Last week, I came across a flurry of ads on the house-share site SpareRoom sounding less like they were for cosy, inviting living arrangements than for boarding schools. “Please note – no surprise guests, no music and no use of the living room because it doubles as a bedroom,” wrote one “current flatmate”. Reading it, I wondered if there would be a curfew too.
The tendency of some landlords to police their tenants’ behaviour has been well documented, imposing rules that range from the reluctantly accepted, such as no pets allowed, to the absurd: not using the kitchen at night; ideally being away at weekends; and, in one case, effectively restricting use of the toilet due to a noise ban after 8.30pm extending to the sound of walking.
But ads from flatmates stipulating rules for house-sharing are becoming more common. One person requests that her new flatmate isn’t a big kitchen user. “I’m in and out of the kitchen within 10 minutes,” she clarifies. “Ideally looking for someone similar.” What I personally can cook in just 10 minutes, I’m not sure – but perhaps that’s the point.
Of the new rules being set, limitations on working from home have emerged as the most restrictive. Out of the 30 ads for house-shares I trawl through a day, more than half say that a suitable flatmate is someone who “ideally works full-time out of the house”. Hopefully, you’re kind, friendly and considerate, but ideally, you’re not actually there. Welcome to a rental market where you have the privilege of paying for a room you’re ideally not using for anything but sleep.
On the one hand, the “no wfh” camp argues these rules are just about maintaining the home as a space for rest, recreation and domestic order, rather than office chatter: no one wants to be tiptoeing around someone’s Teams conversations in the living room, or being privy to a six-hour call on synergies. But for the vast majority of people who work from their bedrooms rather than in communal areas in the house, it’s hard to see why working from home has become such a deal breaker.
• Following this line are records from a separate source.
//! # farol-base
//!
//! Structural atoms for the farol interpreter pipeline.
//!
//! This crate provides the foundational types shared by every stage:
//!
//! - [`Span`] — source location tracking
//! - [`Interner`]/[`Symbol`] — string interning for O(1) name equality
//! - [`Diagnostic`]/[`Stage`] — stage-tagged errors with stable codes
//!
//! # Design Principles
//!
//! This crate has **no knowledge of farol syntax or semantics**. It provides
//! only generic infrastructure that the lexer, parser, type checker, and
//! evaluator build upon.

pub mod error;
pub mod intern;
pub mod span;

pub use error::{Diagnostic, Stage};
pub use intern::{Interner, Symbol};
pub use span::{line_col, Span};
Much of this dispute of course comes down to money. Rent continues to chip away at income, with tenants in England spending an average of 36% of their earnings on housing, climbing to 42% if you live in London. Renting is expensive enough, and so the argument goes that if you’re spending more time at home then you’re probably using more utilities, and disproportionately adding to bills. Take one scenario from the Guardian’s You Be the Judge series earlier this year. One flatmate, lamenting the “constant boiling of the kettle”, started counting how many cups of tea their flatmate drinks in a day (eight, if you’re curious) when they work from home.
But if we are breaking down everything into bite-size, invoiceable proportions, where do we draw the line? What happens when someone’s partner comes over for a few nights? What happens to the person who loves batch-cooking weeks in advance? I don’t think it’s simply about people being hostile or inconsiderate to their flatmates: it’s that it’s difficult to shake off the nagging sense of being one light-switch flick away from an eye-watering bill when the cost of everything is always soaring.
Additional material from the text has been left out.